LGBT: Après le Sénégal, le Parlement ghanéen adopte une loi plus sévère

Le Parlement du Ghana a adopté un projet de loi qui criminalise l’homosexualité ainsi que la promotion des activités liées aux personnes LGBT. Le texte doit encore être signé par le président John Dramani Mahama pour entrer en vigueur.

Selon cette proposition de loi, le fait de s’identifier ouvertement comme LGBT pourrait être puni d’une peine pouvant aller jusqu’à trois ans de prison. La promotion, le soutien ou le financement d’activités LGBT seraient également passibles de sanctions pénales, avec une peine maximale de dix ans d’emprisonnement.

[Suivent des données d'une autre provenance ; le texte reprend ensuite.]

// Routing engine - orchestration of catalog, composite device and render session
//
// - router: the state machine and its event loop
// - events: inbound events/commands and outbound updates
// - state: routing lifecycle states
// - breadcrumb: crash-recovery record of the original OS defaults

pub mod breadcrumb;
pub mod events;
pub mod router;
pub mod state;

pub use breadcrumb::{Breadcrumb, BreadcrumbState, BreadcrumbStore};
pub use events::{EngineCommand, EngineEvent, EngineHandle, EngineUpdate};
pub use router::RoutingEngine;
pub use state::RoutingState;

La loi introduit en outre une obligation de dénonciation, obligeant les citoyens à signaler à la police toute infraction présumée à cette législation. Les personnes considérées comme des « soutiens » aux droits des LGBT pourraient elles aussi faire l’objet de poursuites judiciaires.

L’initiateur du texte, John Ntim Fordjour, affirme que ces mesures sont nécessaires pour protéger les valeurs familiales et les normes culturelles du Ghana. Plusieurs responsables religieux du pays ont également plaidé en faveur d’un durcissement de la législation.

De son côté, Human Rights Watch met en garde contre les conséquences de cette loi, estimant qu’elle entraînerait de graves violations des droits fondamentaux et une aggravation des discriminations à l’encontre des minorités sexuelles.

Des sanctions déjà existantes

Les relations homosexuelles sont déjà interdites au Ghana en vertu d’une loi héritée de l’époque coloniale. La nouvelle législation élargit considérablement le champ des infractions et renforce les sanctions existantes.

Une première version de cette loi avait été adoptée en 2024, mais n’avait pas été promulguée par l’ancien président Nana Akufo-Addo.

Une tendance observée dans plusieurs pays africains

Avec cette nouvelle loi, le Ghana rejoint un nombre croissant de pays africains qui criminalisent l’homosexualité ou renforcent leur législation en la matière. Dans plus de 30 des 54 pays du continent africain, les relations homosexuelles demeurent interdites.

Dans certains États, ces infractions sont passibles de lourdes peines de prison. Dans d’autres, comme l’Ouganda, la Mauritanie ou la Somalie, la peine de mort peut être prévue par la législation dans certaines circonstances liées aux relations entre personnes du même sexe.

Selon des témoignages recueillis au Ghana en 2023, les personnes LGBT affirment être de plus en plus souvent victimes de violences et de discriminations.